Throughout the Howard years, the Labor Party consistently voted against the privatisation of Telstra, despite the coalition winning the 1996, the 1998, the 2001 and the 2004 elections on a platform of privatisation. And of course in the Senate, Labor voted against the Howard government’s 40-plus attempts at unfair dismissal industrial relations reforms despite the party having taken this policy to the people and winning in 1996, 1998, 2001 and 2004. Where was Labor’s commitment to a mandate then? Why was Deputy Prime Minister Gillard not decrying any suggestion of Labor’s rejection of these measures as a slap in the face of democracy or of the people?

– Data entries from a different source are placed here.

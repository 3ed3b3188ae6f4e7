//! Diagnostic register reads. Persistent failures zero the stored reading so
//! queries never return stale-but-mislabeled data.

use embassy_sync::blocking_mutex::raw::RawMutex;
use embedded_hal_async::delay::DelayNs;
use embedded_hal_async::i2c::{I2c, SevenBitAddress};
use log::{debug, warn};

use crate::bus::retry;
use crate::platform::Platform;
use crate::reg::{self, Reg};
use crate::{A96t3x6, Error};

impl<M, I, D, P, E> A96t3x6<M, I, D, P>
where
  M: RawMutex,
  I: I2c<SevenBitAddress, Error = E>,
  D: DelayNs + Clone,
  P: Platform,
  E: core::fmt::Debug,
{
  /// Refresh the main and reference channel capacitance deltas.
  pub async fn read_diff(&self) -> (u16, u16) {
    let mut buf = [0u8; 4];
    match self.bus.read(Reg::SarDiffData, &mut buf).await {
      Ok(()) => {
        let diff = u16::from_be_bytes([buf[0], buf[1]]);
        let diff_ref = u16::from_be_bytes([buf[2], buf[3]]);
        self.with_state(|s| {
          s.diff = diff;
          s.diff_ref = diff_ref;
        });
        (diff, diff_ref)
      }
      Err(_) => {
        self.with_state(|s| {
          s.diff = 0;
          s.diff_ref = 0;
        });
        (0, 0)
      }
    }
  }

  /// Refresh the main and reference channel raw capacitance counts.
  pub async fn read_raw(&self) -> (u16, u16) {
    let mut buf = [0u8; 4];
    match self.bus.read(Reg::SarRawData, &mut buf).await {
      Ok(()) => {
        let raw = u16::from_be_bytes([buf[0], buf[1]]);
        let raw_ref = u16::from_be_bytes([buf[2], buf[3]]);
        self.with_state(|s| {
          s.raw = raw;
          s.raw_ref = raw_ref;
        });
        (raw, raw_ref)
      }
      Err(_) => {
        self.with_state(|s| {
          s.raw = 0;
          s.raw_ref = 0;
        });
        (0, 0)
      }
    }
  }

  /// Refresh press, release and noise thresholds.
  pub async fn read_thresholds(&self) -> (u16, u16, u16) {
    let mut buf = [0u8; 4];
    let (press, release) = match self.bus.read(Reg::SarThreshold, &mut buf).await {
      Ok(()) => (u16::from_be_bytes([buf[0], buf[1]]), u16::from_be_bytes([buf[2], buf[3]])),
      Err(_) => (0, 0),
    };
    let noise = self.bus.read_u16(Reg::SarNoiseThreshold).await.unwrap_or(0);
    self.with_state(|s| {
      s.press_threshold = press;
      s.release_threshold = release;
      s.noise_threshold = noise;
    });
    (press, release, noise)
  }

  /// Refresh the capacitance baseline.
  pub async fn read_baseline(&self) -> u16 {
    let baseline = self.bus.read_u16(Reg::SarBaseline).await.unwrap_or(0);
    self.with_state(|s| s.baseline = baseline);
    baseline
  }

  /// Trigger and read a total-capacitance measurement.
  pub async fn read_total_cap(&self) -> u16 {
    if let Err(e) = self.bus.write(Reg::SarTotalCap, reg::TOTAL_CAP_TRIGGER).await {
      warn!("a96t3x6: total-cap trigger failed: {:?}", e);
      self.with_state(|s| s.total_cap = 0);
      return 0;
    }
    self.sleep_ms(reg::TOTAL_CAP_SETTLE_MS).await;
    let cap = self.bus.read_u16(Reg::SarTotalCapRead).await.unwrap_or(0);
    self.with_state(|s| s.total_cap = cap);
    cap
  }

  pub(crate) async fn check_diff_and_cap(&self) {
    let (diff, _) = self.read_diff().await;
    let cap = self.read_total_cap().await;
    debug!("a96t3x6: diff {} total-cap {}", diff, cap);
  }

  /// Read firmware and model revisions.
  ///
  /// Outside boot mode the device only answers reliably in always-active
  /// mode, so the read is bracketed by mode switches; a failed read gets one
  /// more chance after a full reset.
  pub async fn read_firmware_version(&self, in_boot: bool) -> Result<(u8, u8), Error<E>> {
    if !in_boot {
      self.always_active(true).await;
    }
    let mut result = self.version_regs().await;
    if result.is_err() && !in_boot {
      warn!("a96t3x6: version read failed, retrying after reset");
      self.reset().await?;
      self.always_active(true).await;
      result = self.version_regs().await;
    }
    if !in_boot {
      self.always_active(false).await;
    }
    let (fw, md) = result?;
    self.with_state(|s| {
      s.fw_ver = fw;
      s.md_ver = md;
    });
    Ok((fw, md))
  }

  async fn version_regs(&self) -> Result<(u8, u8), Error<E>> {
    let fw = self.bus.read_u8(Reg::FwVer).await?;
    let md = self.bus.read_u8(Reg::ModelNo).await?;
    Ok((fw, md))
  }

  /// Wait for the software-reset ready code after a reset, then refresh diff
  /// and total capacitance.
  pub async fn wait_sw_reset_ready(&self) -> Result<(), Error<E>> {
    self.sleep_ms(reg::SW_RESET_READY_FIRST_MS).await;
    let result = retry!(
      reg::SW_RESET_READY_ATTEMPTS,
      self.sleep_ms(reg::SW_RESET_READY_POLL_MS).await,
      match self.bus.read_u8(Reg::SwReset).await {
        Ok(code) if code == reg::SW_RESET_READY => Ok(()),
        Ok(code) => Err(Error::<E>::UnexpectedResponse(code)),
        Err(e) => Err(e),
      }
    );
    result?;
    self.check_diff_and_cap().await;
    Ok(())
  }

  /// Enter or leave factory abnormal-mode tracking. While active, the event
  /// path counts interrupts and keeps a high-water mark of press diffs.
  #[cfg(feature = "factory-diag")]
  pub async fn set_abnormal_mode(&self, on: bool) {
    self.with_state(|s| {
      s.abnormal_mode = on;
      if on {
        s.irq_count = 0;
        s.max_diff = 0;
      }
    });
    if on {
      let (diff, _) = self.read_diff().await;
      self.with_state(|s| {
        s.max_normal_diff = diff;
      });
    }
  }
}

They were nowhere, because a mandate means nothing to them unless it suits their own grubby political purposes. The fact is that the opposition has been provided with the level of representation it has in the Senate by the people. It is incumbent on the opposition to use that level of representation as it deems in the best interest of those people. Success of parties in the other place and the policies and platforms they espouse prior to their success should not constrict the ability of members of this place to consider decisions before them on the merits. It would be wrong to do so and the fact is that so-called ‘mandates’ should be only one of the factors considered by members of this place when deliberating over matters before them.

This bill purports to remove AWAs, a measure introduced by the Howard government 12 years ago and, as noted, working very well with over 1,300,000 people having taken them up. But the reality is that, despite the Deputy Prime Minister saying she would remove individual contracts, this bill includes individual contracts which, although labelled as temporary, will run indefinitely in effect for those who have entered into them. It also remains to be seen how much of the 2006 new workplace changes they retain. It is almost certain that much of that which they campaigned against in the last election will be retained and I look forward to examining future IR legislation in that regard.

But the fact remains that the IR changes introduced by the Howard government were intended to promote reduced unemployment, better and more flexible conditions for workers and employers, better pay in return for higher productivity, greater flexibility and productivity in the overall workforce—thereby addressing significant supply-side constraints in the macro economy and reducing inflationary pressures—and were driven by a desire to deliver real, practical outcomes for the benefit of all Australians. And it is also a fact that these changes delivered these benefits and more. The opposition to this could only have been driven by ideological dislike and to protect the patches of unions and their apparatchiks, yet the most recent changes did provide much ammunition to inaccurately and dishonestly feed a scare campaign against them.

In time, the wind back of any of these changes will prove to be to the detriment of the people of Australia. It is particularly sad that this bill purports to remove that which was introduced almost 10 years prior to the new workplace reforms and which had been working brilliantly at that time. The fact that AWAs got caught up with the hysteria dishonestly created over Work Choices is a great shame. IR laws need to have the flexibility to deliver what is required by the circumstances at the time. Economic theory states that full employment can be achieved where there are no restrictions or regulations placed on employment, but in such a case the conditions to employ the last of the unemployed will be less than what we as a nation are prepared to accept. As such, as a nation, we all agree on the need for some regulation to protect workers from exploitation, but we need to ensure that an appropriate and fair balance is struck. In times of high unemployment the balance needs to lean more towards employees who are more susceptible to exploitation in such circumstances. Similarly, in times of low unemployment, the balance needs to shift in favour of employers to avoid unwelcome economic consequences such as excessive wage inflation, low productivity in a tight labour market and general inflationary pressures. I have concerns where the passing of this bill will lead, but I understand and accept that it is likely to be passed. I will not object to that course.